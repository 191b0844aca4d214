/*
 * Copyright (c) 2020 - 2021.  Shoyo Inokuchi.
 * Please refer to github.com/shoyo/jin for more information about this project and its license.
 */

use crate::buffer::replacement::lru::LRUReplacer;
use crate::buffer::replacement::slow::SlowReplacer;
use crate::buffer::replacement::{PageReplacer, ReplacerAlgorithm};
use crate::common::{BufferFrameIdT, PageIdT, PAGE_SIZE};
use crate::disk::{FileStore, FileStoreError, FileType};

use log::{debug, error};
use std::collections::{HashMap, VecDeque};
use std::sync::atomic::{AtomicBool, AtomicU32, Ordering};
use std::sync::{Arc, Condvar, Mutex, RwLock, RwLockReadGuard, RwLockWriteGuard};
use thiserror::Error;

pub mod replacement;

/// A single buffer frame contained in the buffer pool.
///
/// The frame holds one disk page's bytes plus the book-keeping the pool
/// needs: a pin count (number of active references that require the frame to
/// stay resident) and a dirty flag (the in-memory bytes differ from disk).
/// Which page the frame currently hosts is recorded in the pool's guarded
/// state, not here, so the pool mutex stays the single synchronization point
/// for residency.
pub struct Frame {
    /// A unique identifier for this buffer frame.
    id: BufferFrameIdT,

    /// The hosted page's data.
    data: RwLock<[u8; PAGE_SIZE as usize]>,

    /// Number of active references to the hosted page.
    pin_count: AtomicU32,

    /// True if the hosted page has been modified since being read from disk.
    dirty: AtomicBool,
}

impl Frame {
    fn new(id: BufferFrameIdT) -> Self {
        Self {
            id,
            data: RwLock::new([0; PAGE_SIZE as usize]),
            pin_count: AtomicU32::new(0),
            dirty: AtomicBool::new(false),
        }
    }

    /// Return the frame ID.
    pub fn id(&self) -> BufferFrameIdT {
        self.id
    }

    /// Return a read latch on the page data.
    /// The latch must be released before unpinning the page.
    pub fn data(&self) -> RwLockReadGuard<[u8; PAGE_SIZE as usize]> {
        self.data.read().unwrap()
    }

    /// Return a write latch on the page data.
    /// The latch must be released before unpinning the page.
    pub fn data_mut(&self) -> RwLockWriteGuard<[u8; PAGE_SIZE as usize]> {
        self.data.write().unwrap()
    }

    /// Return the pin count of this buffer frame.
    pub fn pin_count(&self) -> u32 {
        self.pin_count.load(Ordering::SeqCst)
    }

    /// Return the dirty flag of this buffer frame.
    pub fn is_dirty(&self) -> bool {
        self.dirty.load(Ordering::SeqCst)
    }
}

/// Book-keeping guarded by the single pool mutex. Every frame is in exactly
/// one of three places: the free list, or the page table with a pin count of
/// zero (tracked by the replacer), or the page table with a positive pin
/// count.
struct PoolState {
    /// Mapping of resident pages to the frames that host them.
    page_table: HashMap<(FileType, PageIdT), BufferFrameIdT>,

    /// Frames that have never hosted a page, or whose content was abandoned.
    free_list: VecDeque<BufferFrameIdT>,

    /// Reverse mapping: the page each frame currently hosts, if any.
    residents: Vec<Option<(FileType, PageIdT)>>,
}

/// The buffer pool manager reads disk pages into a fixed set of in-memory
/// frames and writes modified frames back through the file store. Victim
/// frames are preferred from the free list; otherwise the replacement policy
/// chooses among unpinned resident pages.
///
/// All operations are serialized by the pool mutex. When constructed with
/// `wait_on_exhaustion`, fetch and append block on a condition variable
/// until some caller unpins a page; otherwise exhaustion is surfaced as
/// `BufferError::PoolExhausted`.
pub struct BufferPoolManager {
    /// Fixed array of frames, created once at pool construction.
    frames: Vec<Arc<Frame>>,

    /// File store for reading from and writing to disk.
    file_store: FileStore,

    /// Page replacement manager.
    replacer: Box<dyn PageReplacer + Send + Sync>,

    /// Page table, free list, and residency records.
    state: Mutex<PoolState>,

    /// Signaled whenever a page's pin count reaches zero.
    frame_available: Condvar,

    /// Whether to block instead of failing when every frame is pinned.
    wait_on_exhaustion: bool,
}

◆ Prompt ◆
The word "HashMap" may appear in several lines of the data; count those lines and give only the number.

◆ Reply ◆
2